Varq’s success led to the launch of many new restaurants in this genre, among them Eau de Monsoon at Le Meridien and most notably, the outstanding Amaranta at the Oberoi Gurgaon. But the real breakthrough came when Manish Mehrotra who had run a Pan-Asian restaurant in London returned to India and opened Indian Accent, ironically in exactly the same location as Vineet Bhatia’s failed venture.
Because Mehrotra’s reference points were Oriental rather than European (Indian chefs in London tend to Frenchify the presentation) his cuisine was one of a kind.

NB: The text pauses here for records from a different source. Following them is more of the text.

//! In-process fakes for the capture, processing and calibration seams

use async_trait::async_trait;
use parking_lot::Mutex;
use std::collections::HashSet;
use std::fs;
use std::path::{Path, PathBuf};
use std::sync::atomic::{AtomicUsize, Ordering};
use std::sync::Arc;
use std::time::Duration;

use crate::calibration::{DetectedMarker, MarkerDetector};
use crate::capture::{CaptureBackend, CaptureCommand, CaptureProcess, FrameGrabber};
use crate::config::{DeviceConfig, DeviceSlot};
use crate::geometry::Frame;
use crate::jobs::{JobManager, JobSummary};
use crate::processing::{FrameReader, FrameWriter, MediaToolkit, ProcessingError};

// ----------------------------------------------------------------------
// Media toolkit
// ----------------------------------------------------------------------

#[derive(Default)]
struct ToolkitState {
    runs: Vec<Vec<String>>,
}

/// Decodes every input as `frames` frames of `width`x`height` and records
/// ffmpeg invocations instead of running them.
#[derive(Clone)]
pub struct FakeToolkit {
    width: u32,
    height: u32,
    frames: u64,
    failing_frames: Arc<HashSet<u64>>,
    crash_after: Option<u64>,
    failing_pattern: Option<String>,
    state: Arc<Mutex<ToolkitState>>,
}

impl FakeToolkit {
    pub fn new(width: u32, height: u32, frames: u64) -> Self {
        Self {
            width,
            height,
            frames,
            failing_frames: Arc::new(HashSet::new()),
            crash_after: None,
            failing_pattern: None,
            state: Arc::new(Mutex::new(ToolkitState::default())),
        }
    }

    /// Frames at these indices fail to decode
    pub fn with_failing_frames(mut self, indices: &[u64]) -> Self {
        self.failing_frames = Arc::new(indices.iter().copied().collect());
        self
    }

    /// The decoder process dies after delivering `frames` frames
    pub fn crashing_after(mut self, frames: u64) -> Self {
        self.crash_after = Some(frames);
        self
    }

    /// Invocations whose arguments mention `pattern` fail
    pub fn failing_runs_with(mut self, pattern: &str) -> Self {
        self.failing_pattern = Some(pattern.to_string());
        self
    }

    pub fn runs(&self) -> Vec<Vec<String>> {
        self.state.lock().runs.clone()
    }
}

impl MediaToolkit for FakeToolkit {
    fn run(&self, args: &[String]) -> Result<(), ProcessingError> {
        self.state.lock().runs.push(args.to_vec());

        if let Some(pattern) = &self.failing_pattern {
            if args.join(" ").contains(pattern.as_str()) {
                return Err(ProcessingError::Ffmpeg(format!("exit status 1 ({})", pattern)));
            }
        }

        let output = args
            .last()
            .ok_or_else(|| ProcessingError::Ffmpeg("no output file".to_string()))?;
        fs::write(output, b"ffmpeg output")?;
        Ok(())
    }

    fn open_reader(&self, input: &Path) -> Result<Box<dyn FrameReader>, ProcessingError> {
        fs::metadata(input)?;
        Ok(Box::new(FakeReader {
            width: self.width,
            height: self.height,
            total: self.frames,
            next: 0,
            failing: self.failing_frames.clone(),
            crash_after: self.crash_after,
        }))
    }

    fn open_writer(
        &self,
        output: &Path,
        width: u32,
        height: u32,
        _fps: f64,
    ) -> Result<Box<dyn FrameWriter>, ProcessingError> {
        Ok(Box::new(FakeWriter {
            output: output.to_path_buf(),
            width,
            height,
            written: 0,
        }))
    }
}

struct FakeReader {
    width: u32,
    height: u32,
    total: u64,
    next: u64,
    failing: Arc<HashSet<u64>>,
    crash_after: Option<u64>,
}

impl FrameReader for FakeReader {
    fn dimensions(&self) -> (u32, u32) {
        (self.width, self.height)
    }

    fn fps(&self) -> Option<f64> {
        Some(30.0)
    }

    fn read_frame(&mut self) -> Result<Option<Frame>, ProcessingError> {
        if self.next >= self.total {
            return Ok(None);
        }
        let index = self.next;
        if self.crash_after == Some(index) {
            return Err(ProcessingError::Ffmpeg("decoder exited with exit status: 1".to_string()));
        }
        self.next += 1;

        if self.failing.contains(&index) {
            return Err(ProcessingError::Decoding(format!("corrupt frame {}", index)));
        }

        let mut frame = Frame::new(self.width, self.height);
        frame.fill_circle(
            self.width as i64 / 2,
            self.height as i64 / 2,
            self.width.min(self.height) as i64 / 4,
            [255, 255, 255, 255],
        );
        Ok(Some(frame))
    }
}

struct FakeWriter {
    output: PathBuf,
    width: u32,
    height: u32,
    written: u64,
}

impl FrameWriter for FakeWriter {
    fn write_frame(&mut self, frame: &Frame) -> Result<(), ProcessingError> {
        if (frame.width(), frame.height()) != (self.width, self.height) {
            return Err(ProcessingError::Encoding(format!(
                "frame is {}x{}, encoder expects {}x{}",
                frame.width(),
                frame.height(),
                self.width,
                self.height
            )));
        }
        self.written += 1;
        Ok(())
    }

    fn finish(self: Box<Self>) -> Result<u64, ProcessingError> {
        fs::write(
            &self.output,
            format!("frames={} size={}x{}", self.written, self.width, self.height),
        )?;
        Ok(self.written)
    }
}

// ----------------------------------------------------------------------
// Capture backend
// ----------------------------------------------------------------------

#[derive(Default)]
struct BackendState {
    spawned: Vec<CaptureCommand>,
    focused: Vec<String>,
    events: Vec<String>,
    fail_spawn: HashSet<DeviceSlot>,
    fail_focus: bool,
    fail_stop: HashSet<DeviceSlot>,
    ignore_stop: HashSet<DeviceSlot>,
}

/// Capture backend whose processes only exist in memory. Spawning touches
/// the output file the way a real encoder would.
#[derive(Clone, Default)]
pub struct FakeCaptureBackend {
    state: Arc<Mutex<BackendState>>,
}

impl FakeCaptureBackend {
    pub fn new() -> Self {
        Self::default()
    }

    pub fn fail_spawn_for(self, slot: DeviceSlot) -> Self {
        self.state.lock().fail_spawn.insert(slot);
        self
    }

    pub fn fail_focus(self) -> Self {
        self.state.lock().fail_focus = true;
        self
    }

    /// The stop request itself errors
    pub fn fail_stop_for(self, slot: DeviceSlot) -> Self {
        self.state.lock().fail_stop.insert(slot);
        self
    }

    /// The process keeps running after a stop request
    pub fn ignore_stop_for(self, slot: DeviceSlot) -> Self {
        self.state.lock().ignore_stop.insert(slot);
        self
    }

    pub fn spawned(&self) -> Vec<CaptureCommand> {
        self.state.lock().spawned.clone()
    }

    /// Device names focus was applied to
    pub fn focused(&self) -> Vec<String> {
        self.state.lock().focused.clone()
    }

    /// "stop <slot>" and "kill <slot>" in the order they happened
    pub fn events(&self) -> Vec<String> {
        self.state.lock().events.clone()
    }
}

#[async_trait]
impl CaptureBackend for FakeCaptureBackend {
    async fn spawn(&self, command: &CaptureCommand) -> anyhow::Result<Box<dyn CaptureProcess>> {
        if self.state.lock().fail_spawn.contains(&command.slot) {
            anyhow::bail!("no such device");
        }

        fs::write(&command.output, b"raw capture")?;
        self.state.lock().spawned.push(command.clone());

        Ok(Box::new(FakeProcess {
            slot: command.slot,
            running: true,
            state: self.state.clone(),
        }))
    }

    async fn apply_focus(&self, device: &DeviceConfig) -> anyhow::Result<()> {
        let mut state = self.state.lock();
        state.focused.push(device.device_name().to_string());
        if state.fail_focus {
            anyhow::bail!("v4l2-ctl not found");
        }
        Ok(())
    }
}

struct FakeProcess {
    slot: DeviceSlot,
    running: bool,
    state: Arc<Mutex<BackendState>>,
}

#[async_trait]
impl CaptureProcess for FakeProcess {
    fn slot(&self) -> DeviceSlot {
        self.slot
    }

    async fn request_stop(&mut self) -> anyhow::Result<()> {
        let mut state = self.state.lock();
        state.events.push(format!("stop {}", self.slot));
        if !state.ignore_stop.contains(&self.slot) {
            self.running = false;
        }
        if state.fail_stop.contains(&self.slot) {
            anyhow::bail!("broken pipe");
        }
        Ok(())
    }

    async fn is_running(&mut self) -> anyhow::Result<bool> {
        Ok(self.running)
    }

    async fn kill(&mut self) -> anyhow::Result<()> {
        self.state.lock().events.push(format!("kill {}", self.slot));
        self.running = false;
        Ok(())
    }
}

// ----------------------------------------------------------------------
// Preview and calibration
// ----------------------------------------------------------------------

/// Returns a fixed frame, after failing a given number of times
#[derive(Clone)]
pub struct FakeGrabber {
    frame: Frame,
    fail_first: usize,
    calls: Arc<AtomicUsize>,
}

impl FakeGrabber {
    pub fn new(frame: Frame) -> Self {
        Self {
            frame,
            fail_first: 0,
            calls: Arc::new(AtomicUsize::new(0)),
        }
    }

    pub fn failing_first(mut self, count: usize) -> Self {
        self.fail_first = count;
        self
    }

    pub fn calls(&self) -> usize {
        self.calls.load(Ordering::SeqCst)
    }
}

impl FrameGrabber for FakeGrabber {
    fn grab(&self, _device: &DeviceConfig) -> anyhow::Result<Frame> {
        let call = self.calls.fetch_add(1, Ordering::SeqCst) + 1;
        if call <= self.fail_first {
            anyhow::bail!("select timeout");
        }
        Ok(self.frame.clone())
    }
}

pub struct FakeDetector {
    markers: Vec<DetectedMarker>,
}

impl FakeDetector {
    pub fn new(markers: Vec<DetectedMarker>) -> Self {
        Self { markers }
    }
}

impl MarkerDetector for FakeDetector {
    fn detect(&self, _frame: &Frame) -> anyhow::Result<Vec<DetectedMarker>> {
        Ok(self.markers.clone())
    }
}

/// Four markers with IDs `first_id..first_id + 4` placed inside a board
/// whose outer corners are `top_left` and `bottom_right`.
pub fn board_markers(first_id: u32, top_left: (i32, i32), bottom_right: (i32, i32)) -> Vec<DetectedMarker> {
    const SIZE: f32 = 20.0;
    let (x0, y0) = (top_left.0 as f32, top_left.1 as f32);
    let (x1, y1) = (bottom_right.0 as f32, bottom_right.1 as f32);

    let square = |left: f32, top: f32| {
        [
            [left, top],
            [left + SIZE, top],
            [left + SIZE, top + SIZE],
            [left, top + SIZE],
        ]
    };

    vec![
        DetectedMarker::new(first_id, square(x0, y0)),
        DetectedMarker::new(first_id + 1, square(x1 - SIZE, y0)),
        DetectedMarker::new(first_id + 2, square(x0, y1 - SIZE)),
        DetectedMarker::new(first_id + 3, square(x1 - SIZE, y1 - SIZE)),
    ]
}

/// Poll until the job finishes or fails
pub async fn wait_for_job(manager: &JobManager, name: &str) -> JobSummary {
    for _ in 0..1000 {
        let summary = manager.job_status(name).unwrap();
        if summary.finished || summary.failed {
            return summary;
        }
        tokio::time::sleep(Duration::from_millis(10)).await;
    }
    panic!("job '{}' did not complete", name);
}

It combined inventive dishes (Chilean Spare Ribs with Pickle Flavours), with deconstructions of Indian classics (such as Mattar Paneer) and a hefty dose of nostalgia (Old Monk rum, sweet Phantom “cigarettes” etc.). After Mehrotra won the Foodistan cooking TV competition, Indian Accent has not looked back. Despite being a destination restaurant, tucked away in a road inside Friend’s Colony, it is packed out night after night.
The second great breakthrough came when Gaggan Anand, an ex-Taj chef from Calcutta, opened his eponymous restaurant in Bangkok. Anand had trained at El Bulli and brought the tricks of molecular gastronomy to Indian food. International acclaim was quick to follow. (The San Pellegrino list of Asia’s Fifty Greatest Restaurants has Gaggan at number three). And soon Anand became a regular visitor to India, organising pop-ups and private dinners for such high-rollers as the Ambanis.
But Modern Indian food only became available in the larger mass market when Zorawar Kalra opened Masala Library in Bombay with two chefs stolen from Indian Accent and dishes inspired by Gaggan. A few months ago Kalra distilled his ideas into a café-style format with the genuinely innovative Farzi Café at Gurgaon’s Cyber Hub. The spectacular success of that restaurant and its popularity among the young suggests that a new demographic is emerging: a generation that is tired of old-style restaurant food and wants to eat fresh and funky cuisines.
It is hard to make predictions in a volatile food market but my guess is that modern Indian is the wave of the future.